(Records excerpted from a collection)

━━━

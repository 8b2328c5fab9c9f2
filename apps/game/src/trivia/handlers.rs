//! Axum route handlers for the Round API.

use axum::{
    extract::{rejection::JsonRejection, State},
    Json,
};
use serde::Deserialize;
use uuid::Uuid;

use crate::errors::AppError;
use crate::state::AppState;
use crate::trivia::controller::RoundSnapshot;
use crate::trivia::state::RoundPhase;

#[derive(Debug, Deserialize)]
pub struct SelectRequest {
    pub index: usize,
    /// Round the click was made against. Omit to select in whatever round is current.
    pub round_id: Option<Uuid>,
}

/// GET /api/v1/round
///
/// Returns the session snapshot, loading the first round if none exists yet.
pub async fn handle_get_round(State(state): State<AppState>) -> Json<RoundSnapshot> {
    let mut session = state.session.lock().await;
    if session.state().phase() == RoundPhase::Loading {
        session.initialize().await;
    }
    session.poll_prefetch().await;
    Json(session.snapshot())
}

/// POST /api/v1/round/select
///
/// Picks the statement the player believes is the lie and reveals the round.
pub async fn handle_select(
    State(state): State<AppState>,
    body: Result<Json<SelectRequest>, JsonRejection>,
) -> Result<Json<RoundSnapshot>, AppError> {
    let Json(request) = body.map_err(|e| AppError::Validation(e.body_text()))?;
    let mut session = state.session.lock().await;

    // A failed round has no id; its selection error is reported by `select`.
    let current = session.state().current().id();
    if let (Some(received), Some(id)) = (request.round_id, current) {
        if received != id {
            return Err(AppError::StaleRound { received, current });
        }
    }

    session.select(request.index)?;
    session.poll_prefetch().await;
    Ok(Json(session.snapshot()))
}

/// POST /api/v1/round/advance
///
/// Moves to the prefetched round, waiting for it if it is still generating.
pub async fn handle_advance(State(state): State<AppState>) -> Json<RoundSnapshot> {
    let mut session = state.session.lock().await;
    session.advance().await;
    Json(session.snapshot())
}

/// POST /api/v1/round/restart
///
/// Starts the session over with a freshly generated round.
pub async fn handle_restart(State(state): State<AppState>) -> Json<RoundSnapshot> {
    let mut session = state.session.lock().await;
    session.initialize().await;
    Json(session.snapshot())
}
use std::time::Duration;

use anyhow::{Context, Result};

const DEFAULT_LLM_API_URL: &str = "https://api.openai.com/v1/chat/completions";
const DEFAULT_LLM_MODEL: &str = "gpt-4o";

/// Application configuration loaded from environment variables.
/// Startup fails if required variables are missing.
#[derive(Debug, Clone)]
pub struct Config {
    pub llm_api_key: String,
    pub llm_api_url: String,
    pub llm_model: String,
    /// No timeout unless `LLM_TIMEOUT_SECS` is set.
    pub llm_timeout: Option<Duration>,
    pub port: u16,
    pub rust_log: String,
}

impl Config {
    pub fn from_env() -> Result<Self> {
        dotenvy::dotenv().ok(); // load .env if present; ignore if missing

        Ok(Config {
            llm_api_key: require_env("LLM_API_KEY")?,
            llm_api_url: std::env::var("LLM_API_URL")
                .unwrap_or_else(|_| DEFAULT_LLM_API_URL.to_string()),
            llm_model: std::env::var("LLM_MODEL").unwrap_or_else(|_| DEFAULT_LLM_MODEL.to_string()),
            llm_timeout: optional_secs("LLM_TIMEOUT_SECS")?,
            port: std::env::var("PORT")
                .unwrap_or_else(|_| "8080".to_string())
                .parse::<u16>()
                .context("PORT must be a valid port number")?,
            rust_log: std::env::var("RUST_LOG").unwrap_or_else(|_| "info".to_string()),
        })
    }
}

fn require_env(key: &str) -> Result<String> {
    std::env::var(key).with_context(|| format!("Required environment variable '{key}' is not set"))
}

fn optional_secs(key: &str) -> Result<Option<Duration>> {
    match std::env::var(key) {
        Ok(raw) => parse_secs(&raw)
            .map(Some)
            .with_context(|| format!("{key} must be a whole number of seconds")),
        Err(_) => Ok(None),
    }
}

fn parse_secs(raw: &str) -> Result<Duration> {
    let secs = raw.trim().parse::<u64>()?;
    Ok(Duration::from_secs(secs))
}
//! Round controller — drives a session through initialize → select → advance.
//!
//! Owns the session's `RoundState` and the single prefetch slot. Every async step
//! awaits the model call it depends on; nothing here races two requests.

use std::sync::Arc;

use chrono::{DateTime, Utc};
use serde::Serialize;
use tracing::{debug, info, warn};
use uuid::Uuid;

use crate::trivia::generator::{fetch_fact_set, FactSource};
use crate::trivia::prefetcher::Prefetcher;
use crate::trivia::state::{Round, RoundFailure, RoundPhase, RoundState, SelectionError};

/// One statement's verdict, shown after the reveal.
#[derive(Debug, Clone, PartialEq, Eq, Serialize)]
pub struct Explanation {
    pub truth_value: bool,
    pub explanation: String,
}

/// Read-only view of the session handed to the page.
#[derive(Debug, Clone, Serialize)]
pub struct RoundSnapshot {
    pub phase: RoundPhase,
    pub round_id: Option<Uuid>,
    pub generated_at: Option<DateTime<Utc>>,
    pub statements: Vec<String>,
    pub selected_index: Option<usize>,
    pub revealed: bool,
    pub correct: Option<bool>,
    /// Empty until the round is revealed.
    pub explanations: Vec<Explanation>,
    pub error: Option<RoundFailure>,
    pub next_ready: bool,
}

pub struct RoundController {
    source: Arc<dyn FactSource>,
    prefetcher: Prefetcher,
    state: RoundState,
}

impl RoundController {
    pub fn new(source: Arc<dyn FactSource>) -> Self {
        Self {
            prefetcher: Prefetcher::new(Arc::clone(&source)),
            source,
            state: RoundState::default(),
        }
    }

    pub fn state(&self) -> &RoundState {
        &self.state
    }

    /// Loads the first round and starts prefetching the second.
    ///
    /// Only the current round is awaited; the next one stays pending in the
    /// background. Calling this again restarts the session, after any
    /// in-flight prefetch has finished.
    pub async fn initialize(&mut self) {
        if self.prefetcher.join().await.is_some() {
            info!("Discarded in-flight prefetch before restart");
        }

        let current = Round::from_outcome(fetch_fact_set(self.source.as_ref()).await);
        log_round("Initialized", &current);

        self.state = RoundState::new(current);
        self.prefetcher.start();
    }

    /// Picks option `index` as the lie and reveals the round.
    pub fn select(&mut self, index: usize) -> Result<bool, SelectionError> {
        let correct = self.state.select(index)?;
        info!(
            "Selected option {index} in round {:?}: {}",
            self.state.current().id(),
            if correct { "correct" } else { "incorrect" }
        );
        Ok(correct)
    }

    /// Promotes the prefetched round to current and starts the next prefetch.
    /// Waits for the prefetch if it has not finished yet.
    pub async fn advance(&mut self) {
        if self.state.phase() == RoundPhase::Loading {
            self.initialize().await;
            return;
        }

        let next = match self.state.take_next() {
            Some(next) => next,
            None => Round::from_outcome(self.prefetcher.fetch_next().await),
        };
        log_round("Advanced to", &next);

        self.state.promote(next);
        self.prefetcher.start();
    }

    /// Moves a finished prefetch into the state without waiting.
    pub async fn poll_prefetch(&mut self) {
        if !self.prefetcher.is_ready() {
            return;
        }
        if let Some(outcome) = self.prefetcher.join().await {
            self.state.store_next(Round::from_outcome(outcome));
        }
    }

    pub fn snapshot(&self) -> RoundSnapshot {
        let state = &self.state;
        let loaded = state.current().loaded();

        let statements = loaded
            .map(|r| r.facts.facts().iter().map(|f| f.statement.clone()).collect())
            .unwrap_or_default();

        let explanations = match loaded {
            Some(r) if state.revealed() => r
                .facts
                .facts()
                .iter()
                .map(|f| Explanation {
                    truth_value: f.truth_value,
                    explanation: f.explanation.clone(),
                })
                .collect(),
            _ => Vec::new(),
        };

        let error = match state.current() {
            Round::Failed(failure) => Some(failure.clone()),
            _ => None,
        };

        RoundSnapshot {
            phase: state.phase(),
            round_id: loaded.map(|r| r.id),
            generated_at: loaded.map(|r| r.generated_at),
            statements,
            selected_index: state.selected_index(),
            revealed: state.revealed(),
            correct: state.is_correct(),
            explanations,
            error,
            next_ready: state.next().is_some() || self.prefetcher.is_ready(),
        }
    }
}

fn log_round(action: &str, round: &Round) {
    match round {
        Round::Ready(r) => {
            info!("{action} round {}", r.id);
            debug!("Round {} lie is option {:?}", r.id, r.facts.lie_index());
        }
        Round::Failed(failure) => warn!("{action} failed round: {}", failure.message),
        Round::Loading => {}
    }
}

#[cfg(test)]
mod tests {
    use std::time::Duration;

    use super::*;
    use crate::llm_client::LlmError;
    use crate::trivia::state::FailureKind;
    use crate::trivia::testing::{fact_set_json, ScriptedSource};

    fn statements(controller: &RoundController) -> Vec<String> {
        controller.snapshot().statements
    }

    #[tokio::test]
    async fn test_new_controller_is_loading() {
        let controller = RoundController::new(Arc::new(ScriptedSource::rounds(0)));
        let snapshot = controller.snapshot();
        assert_eq!(snapshot.phase, RoundPhase::Loading);
        assert!(snapshot.statements.is_empty());
        assert!(!snapshot.next_ready);
    }

    #[tokio::test]
    async fn test_initialize_loads_current_and_prefetches_next() {
        let source = Arc::new(ScriptedSource::rounds(2));
        let mut controller = RoundController::new(source.clone());

        controller.initialize().await;
        assert_eq!(controller.state().phase(), RoundPhase::Ready);
        assert_eq!(statements(&controller)[0], "round0 statement 0");
        assert!(controller.prefetcher.is_pending());

        controller.advance().await;
        assert!(controller.prefetcher.is_pending(), "advance starts the following prefetch");
        assert_eq!(source.max_in_flight(), 1);
    }

    #[tokio::test]
    async fn test_select_then_snapshot_reveals_explanations() {
        let mut controller = RoundController::new(Arc::new(ScriptedSource::rounds(2)));
        controller.initialize().await;

        assert!(controller.snapshot().explanations.is_empty());
        assert_eq!(controller.select(1), Ok(true));

        let snapshot = controller.snapshot();
        assert_eq!(snapshot.phase, RoundPhase::Answered);
        assert_eq!(snapshot.correct, Some(true));
        assert_eq!(snapshot.explanations.len(), 3);
        assert!(!snapshot.explanations[1].truth_value);
        assert_eq!(snapshot.explanations[0].explanation, "round0 explanation 0");
    }

    #[tokio::test]
    async fn test_advance_promotes_prefetched_round_and_resets() {
        let mut controller = RoundController::new(Arc::new(ScriptedSource::rounds(3)));
        controller.initialize().await;
        controller.select(0).unwrap();

        controller.advance().await;

        let snapshot = controller.snapshot();
        assert_eq!(snapshot.phase, RoundPhase::Ready);
        assert_eq!(snapshot.statements[0], "round1 statement 0");
        assert_eq!(snapshot.selected_index, None);
        assert!(!snapshot.revealed);
        assert_eq!(snapshot.correct, None);
    }

    #[tokio::test]
    async fn test_advance_current_equals_prior_next() {
        let mut controller = RoundController::new(Arc::new(ScriptedSource::rounds(3)));
        controller.initialize().await;

        // Wait for the prefetch so `next` is observable before advancing.
        while !controller.prefetcher.is_ready() {
            tokio::task::yield_now().await;
        }
        controller.poll_prefetch().await;
        let prior_next = controller.state().next().cloned().unwrap();

        controller.advance().await;
        assert_eq!(controller.state().current(), &prior_next);
    }

    #[tokio::test(start_paused = true)]
    async fn test_advance_waits_for_slow_prefetch_without_overlap() {
        let source = Arc::new(ScriptedSource::rounds(5).with_delay(Duration::from_secs(3)));
        let mut controller = RoundController::new(source.clone());
        controller.initialize().await;

        for expected in 1..4 {
            controller.advance().await;
            assert_eq!(
                statements(&controller)[0],
                format!("round{expected} statement 0")
            );
        }
        assert_eq!(source.max_in_flight(), 1);
    }

    #[tokio::test]
    async fn test_transport_failure_degrades_and_advance_recovers() {
        let source = Arc::new(ScriptedSource::new(vec![
            Err(LlmError::Api {
                status: 401,
                message: "bad key".to_string(),
            }),
            Ok(fact_set_json("retry", 0)),
        ]));
        let mut controller = RoundController::new(source);
        controller.initialize().await;

        let snapshot = controller.snapshot();
        assert_eq!(snapshot.phase, RoundPhase::Ready);
        assert!(snapshot.statements.is_empty());
        assert_eq!(snapshot.error.unwrap().kind, FailureKind::Transport);
        assert_eq!(controller.select(0), Err(SelectionError::NoOptions));

        controller.advance().await;
        let snapshot = controller.snapshot();
        assert!(snapshot.error.is_none());
        assert_eq!(snapshot.statements[0], "retry statement 0");
    }

    #[tokio::test]
    async fn test_parse_failure_yields_empty_round() {
        let source = Arc::new(ScriptedSource::new(vec![
            Ok("{facts: [...]}".to_string()),
            Ok(fact_set_json("next", 2)),
        ]));
        let mut controller = RoundController::new(source);
        controller.initialize().await;

        let snapshot = controller.snapshot();
        assert!(snapshot.statements.is_empty());
        assert_eq!(snapshot.error.unwrap().kind, FailureKind::Parse);
    }

    #[tokio::test]
    async fn test_restart_waits_for_in_flight_prefetch() {
        let source = Arc::new(ScriptedSource::rounds(4));
        let mut controller = RoundController::new(source.clone());
        controller.initialize().await;
        controller.initialize().await;

        // round1 was the discarded prefetch; round2 is the new current.
        assert_eq!(statements(&controller)[0], "round2 statement 0");
        assert_eq!(source.max_in_flight(), 1);
    }

    #[tokio::test]
    async fn test_advance_from_loading_initializes() {
        let mut controller = RoundController::new(Arc::new(ScriptedSource::rounds(2)));
        controller.advance().await;
        assert_eq!(controller.state().phase(), RoundPhase::Ready);
        assert_eq!(statements(&controller)[0], "round0 statement 0");
    }
}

━━━

= Task goal =
Collect every line from the records above that contains the word "serde".

= Answer section =
use serde::Deserialize;
use serde::Serialize;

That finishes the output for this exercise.